KeywordsFibronectin conformational flexibility Fibronectin mechanics Tumor stroma Tumor progression
Fn and Its Significance in Cancer
Originally, Fn was discovered because fibroblast cells lack a cell surface protein after viral transformation.64,155 However, the loss of Fn is not a good marker of malignancy, as some anchorage-independent tumorigenic cell lines are still able to assemble a fibrillar Fn network.73 Further studies assessing the role of Fn in malignancy reveal high concentrations of plasma Fn after mice were inoculated with Ehrlich tumor cells,167 but plasma Fn fluctuates with clinical events such as chemotherapy.24,168 Other reports addressed the controversial deposition of Fn in tumors and found that it is absent in tumors but abundant in the surrounding stroma.8,144 As such, understanding Fn dynamics, i.e., Fn deposition and remodeling during tumorigenesis, is essential to expanding our knowledge of cancer.
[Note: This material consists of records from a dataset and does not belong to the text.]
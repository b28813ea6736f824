//! Time source used for timestamps and quota periods.

use std::sync::Mutex;

use chrono::{DateTime, Duration, Utc};

pub trait Clock: Send + Sync {
    fn now(&self) -> DateTime<Utc>;
}

/// Wall-clock time.
#[derive(Debug, Default, Clone, Copy)]
pub struct SystemClock;

impl Clock for SystemClock {
    fn now(&self) -> DateTime<Utc> {
        Utc::now()
    }
}

/// A clock that only moves when told to. Used by tests.
#[derive(Debug)]
pub struct FixedClock {
    now: Mutex<DateTime<Utc>>,
}

impl FixedClock {
    pub fn new(now: DateTime<Utc>) -> Self {
        Self {
            now: Mutex::new(now),
        }
    }

    pub fn set(&self, now: DateTime<Utc>) {
        if let Ok(mut guard) = self.now.lock() {
            *guard = now;
        }
    }

    pub fn advance(&self, by: Duration) {
        if let Ok(mut guard) = self.now.lock() {
            *guard += by;
        }
    }
}

impl Clock for FixedClock {
    fn now(&self) -> DateTime<Utc> {
        self.now.lock().map(|g| *g).unwrap_or_else(|_| Utc::now())
    }
}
The tumor stroma is a complex microenvironment in which components are recruited or remodeled to facilitate invasive growth and metastasis.43,54 Therefore, specific focus is placed on understanding how the surrounding ECM is altered to mediate tumor progression.75,130 Cancer-associated fibroblasts (CAFs) are major sources of increased ECM deposition and altered remodeling97 to create tracks for cancer cell invasion.46 This review will discuss (i) the importance of Fn structure, matrix assembly, and mechanics in invasive tumor growth, and (ii) their relevance to improve therapeutic strategies and diagnostic tools.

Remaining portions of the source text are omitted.